From: Philippe Verdy (verdy_p@wanadoo.fr)
Date: Fri Nov 28 2003 - 21:20:49 EST
Peter Kirk writes:
> On 28/11/2003 01:57, Andrew C. West wrote:
> >These are all specialised cases that are strictly necessary in order to
> >represent the respective scripts. General text formatting such
> as underlining or
> >arbitrary encirclement of characters (or cartouchement of
> ideographs which is
> >common in traditional Chinese texts) is considered to be "rich
> text" and beyond
> >the scope of Unicode. Whenever I read threads like this one (and
> they resurface
> >with monotonous regularity) I do wonder whether the participants
> have ever read
> >TUS Section 2.2 "Unicode Design Principles".
>
> Andrew, I agree with Jill that there is no need to get ad hominem. You
> will see that I anticipated your objection. I listed several cases where
> a combining mark might need to be associated with a group of characters,
> and suggested that some might be dealt with as "rich text". You have
> confirmed what I wrote. Some of my cases have already been encoded in
> Unicode, and in just the way I suggested; others are considered (by the
> UTC, or just by you?) as "rich text". Like Jill, I see some possible
> inconsistency. One point of this discussion is perhaps to determine if
> we ought to try to make things more consistent.
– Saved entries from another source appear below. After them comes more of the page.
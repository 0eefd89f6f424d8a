//! Gauge slot bindings
//!
//! A definition carries an ordered list of gauge slots. Each slot points at a
//! parameter and a display range. When no explicit range is stored, the range
//! is guessed from the parameter title with [`RANGE_RULES`].

use serde::{Deserialize, Serialize};

use super::{ParameterDefinition, ParameterId};

/// Display range of a gauge
#[derive(Debug, Clone, Copy, PartialEq, Serialize, Deserialize)]
pub struct GaugeRange {
    /// Minimum display value
    pub min: f64,
    /// Maximum display value
    pub max: f64,
}

impl GaugeRange {
    /// Create a new range
    pub const fn new(min: f64, max: f64) -> Self {
        Self { min, max }
    }

    /// Position of `value` within the range as a fraction clamped to 0..=1
    pub fn fraction(&self, value: f64) -> f64 {
        let span = self.max - self.min;
        if span <= 0.0 {
            return 0.0;
        }
        ((value - self.min) / span).clamp(0.0, 1.0)
    }
}

/// One entry of the title heuristic: a title containing `pattern` gets `range`
#[derive(Debug, Clone, Copy)]
pub struct RangeRule {
    /// Upper-case substring looked for in the title
    pub pattern: &'static str,
    /// Range assigned on match
    pub range: GaugeRange,
}

/// Title substring rules, evaluated in order, first match wins.
///
/// Best-effort default only; a binding with an explicit range ignores this.
pub const RANGE_RULES: &[RangeRule] = &[
    RangeRule {
        pattern: "RPM",
        range: GaugeRange::new(0.0, 7000.0),
    },
    RangeRule {
        pattern: "TEMP",
        range: GaugeRange::new(0.0, 120.0),
    },
    RangeRule {
        pattern: "TPS",
        range: GaugeRange::new(0.0, 100.0),
    },
];

/// Range used when no rule matches
pub const FALLBACK_RANGE: GaugeRange = GaugeRange::new(0.0, 255.0);

/// Guess a display range from a parameter title (case-insensitive)
pub fn range_for_title(title: &str) -> GaugeRange {
    let upper = title.to_uppercase();
    RANGE_RULES
        .iter()
        .find(|rule| upper.contains(rule.pattern))
        .map(|rule| rule.range)
        .unwrap_or(FALLBACK_RANGE)
}

/// A gauge slot bound to one parameter
#[derive(Debug, Clone, PartialEq, Serialize, Deserialize)]
pub struct GaugeBinding {
    /// Parameter shown by this gauge
    pub field: ParameterId,

    /// Label shown on the gauge
    pub label: String,

    /// Unit label
    #[serde(default)]
    pub units: String,

    /// Explicit display range, overrides the title heuristic
    #[serde(default, skip_serializing_if = "Option::is_none")]
    pub range: Option<GaugeRange>,
}

impl GaugeBinding {
    /// Bind a slot to `param`, using the heuristic range
    pub fn for_parameter(param: &ParameterDefinition) -> Self {
        Self {
            field: param.id.clone(),
            label: param.title.clone(),
            units: param.units.clone(),
            range: None,
        }
    }

    /// Pin an explicit range on this slot
    pub fn with_range(mut self, range: GaugeRange) -> Self {
        self.range = Some(range);
        self
    }

    /// Effective display range: the explicit one, else guessed from the label
    pub fn display_range(&self) -> GaugeRange {
        self.range.unwrap_or_else(|| range_for_title(&self.label))
    }
}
I don't think it is a matter of consistency here: the only thing that
matters is whever the absence of such grouping for diacritics can produce
semantically incorrect text, or text whose semantic is ambiguous. I agree
with Peter here that we have good examples where the simple model with a
single base character and one or more diacritics is too limited to represent
the text correctly.
For mathematics, we can still use parentheses to group items on which on
operator applies, but this is just adding to the complexity of reading of a
formula (readers must count themselves the parentheses in a plain-text file,
simply because there's no formating, and a renderer has no way to render
plain text without these parentheses). So there are cases where parentheses
are not wishable, but where invisible parentheses would allow grouping
operators correctly.
For cartouches, the solution used in music is possible, but there are other
cases like the need to use combining diacritics on more than one character
(how do you note a vector by its two points? How do you surround correctly
the hieroglyph cartouche? how do you mark in the text the coloring diacritic
or the upper thick bar that denotes it and that HAS a textual semantic?)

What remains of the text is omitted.